===== RECORDED DATA =====

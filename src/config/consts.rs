// src/config/consts.rs

// Sources
pub const DEFAULT_PDF_URL: &str =
    "https://img.fifa.com/image/upload/hzfqyndmnqazczvdhlxx.pdf";
pub const DEFAULT_WEB_URL: &str = "https://en.wikipedia.org/wiki/2018_FIFA_World_Cup_squads";

// Net config
pub const USER_AGENT: &str = concat!("squad_scrape/", env!("CARGO_PKG_VERSION"));
pub const REQUEST_TIMEOUT_SECS: u64 = 30;

// Tournament
pub const TOURNAMENT_START: (i32, u32, u32) = (2018, 6, 14);
pub const DAYS_PER_YEAR: f64 = 365.2425;

/// (alias as printed in the PDF, canonical spelling used by the web page)
pub const DEFAULT_TEAM_ALIASES: &[(&str, &str)] = &[
    ("Korea Republic", "South Korea"),
    ("IR Iran", "Iran"),
];

// Web selectors (squads page)
pub const SEL_HEADINGS: &str = "span.mw-headline";
pub const SEL_SHIRT_NUMBERS: &str = "table.sortable td:nth-child(1)";
pub const SEL_NAMES: &str = "table.sortable th[scope=row] a";
pub const SEL_CAPS: &str = "table.sortable td:nth-child(5)";
pub const GROUP_HEADING_PATTERN: &str = r"^Group\s+[A-Z]$";
pub const ROLE_MARKERS: &[&str] = &["c", "captain"];

/// Leagues treated as the elite tier in summaries.
pub const ELITE_LEAGUES: &[&str] = &["ENG", "ESP", "GER", "ITA", "FRA"];

// Logging
pub const STORE_DIR: &str = ".store";
pub const LOG_FILE: &str = ".store/debug.log";

// Export
pub const DEFAULT_OUT_DIR: &str = "out";
pub const MERGED_FILE_STEM: &str = "merged";
pub const TEAM_SUMMARY_STEM: &str = "team_summary";
pub const AGE_COHORTS_STEM: &str = "age_cohorts";
pub const LEAGUE_COUNTS_STEM: &str = "league_counts";
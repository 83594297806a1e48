// src/config/options.rs
use std::path::PathBuf;

use chrono::NaiveDate;

use super::consts::*;
use crate::core::net::Locator;
use crate::model::SquadShape;
use crate::normalize::{AliasTable, ColumnMap};
use crate::reconcile::JoinPolicy;

#[derive(Clone, Debug, Default)]
pub struct AppOptions {
    pub pipeline: PipelineOptions,
    pub export: ExportOptions,
}

/// Everything the pipeline itself needs: where the two sources live and how
/// to read and join them.
#[derive(Clone, Debug)]
pub struct PipelineOptions {
    pub pdf: Locator,
    pub web: Locator,
    /// Tournament opening day; ages are measured up to this date.
    pub reference_date: NaiveDate,
    pub shape: SquadShape,
    pub aliases: AliasTable,
    pub columns: ColumnMap,
    pub selectors: WebSelectors,
    pub join_policy: JoinPolicy,
    /// Compare PDF and web names on matched rows and warn on disagreement.
    pub cross_check: bool,
}

impl Default for PipelineOptions {
    fn default() -> Self {
        Self {
            pdf: Locator::parse(DEFAULT_PDF_URL),
            web: Locator::parse(DEFAULT_WEB_URL),
            reference_date: tournament_start(),
            shape: SquadShape::default(),
            aliases: AliasTable::default(),
            columns: ColumnMap::default(),
            selectors: WebSelectors::default(),
            join_policy: JoinPolicy::KeepUnmatched,
            cross_check: true,
        }
    }
}

pub fn tournament_start() -> NaiveDate {
    let (y, m, d) = TOURNAMENT_START;
    // Constant date; a bad constant is a build-time mistake, fall back to the epoch.
    NaiveDate::from_ymd_opt(y, m, d).unwrap_or_default()
}

/// CSS selectors and text filters for the squads page.
#[derive(Clone, Debug, PartialEq, Eq)]
pub struct WebSelectors {
    pub headings: String,
    pub shirt_numbers: String,
    pub names: String,
    pub caps: String,
    /// Headings matching this pattern are group sub-headers, not team names.
    pub group_pattern: String,
    /// Link texts that mark a role (captaincy) rather than a player.
    pub role_markers: Vec<String>,
}

impl Default for WebSelectors {
    fn default() -> Self {
        Self {
            headings: s!(SEL_HEADINGS),
            shirt_numbers: s!(SEL_SHIRT_NUMBERS),
            names: s!(SEL_NAMES),
            caps: s!(SEL_CAPS),
            group_pattern: s!(GROUP_HEADING_PATTERN),
            role_markers: ROLE_MARKERS.iter().map(|m| s!(*m)).collect(),
        }
    }
}

#[derive(Clone, Copy, Debug, PartialEq, Eq)]
pub enum ExportFormat {
    Csv,
    Tsv,
}

impl ExportFormat {
    pub fn ext(&self) -> &'static str {
        match self { ExportFormat::Csv => "csv", ExportFormat::Tsv => "tsv" }
    }
    pub fn delim(&self) -> u8 {
        match self { ExportFormat::Csv => b',', ExportFormat::Tsv => b'\t' }
    }
}

#[derive(Clone, Debug, PartialEq, Eq)]
pub struct ExportOptions {
    pub format: ExportFormat,
    pub out_dir: PathBuf,
    pub include_headers: bool,
    /// Also write the summary tables next to the merged table.
    pub summaries: bool,
}

impl Default for ExportOptions {
    fn default() -> Self {
        Self {
            format: ExportFormat::Csv,
            out_dir: PathBuf::from(DEFAULT_OUT_DIR),
            include_headers: true,
            summaries: true,
        }
    }
}

impl ExportOptions {
    /// `<out_dir>/<stem>.<ext>`
    pub fn out_path(&self, stem: &str) -> PathBuf {
        self.out_dir.join(join!(stem, ".", self.format.ext()))
    }
}
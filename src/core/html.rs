// src/core/html.rs
use scraper::{ElementRef, Html, Selector};

use crate::error::{PipelineError, Result};
use super::sanitize::normalize_ws;

pub fn selector(css: &str) -> Result<Selector> {
    Selector::parse(css).map_err(|e| PipelineError::Selector(format!("{css} ({e:?})")))
}

/// Visible text of an element, whitespace-collapsed.
pub fn element_text(el: ElementRef<'_>) -> String {
    normalize_ws(&el.text().collect::<String>())
}

/// Text of every node matching `css`, in document order.
pub fn select_texts(doc: &Html, css: &str) -> Result<Vec<String>> {
    let sel = selector(css)?;
    Ok(doc.select(&sel).map(element_text).collect())
}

=====

● **TASK TO COMPLETE**
Please say how many lines in the entries hold the string "ExportOptions". Give only the number.

● **FINAL ANSWER**
4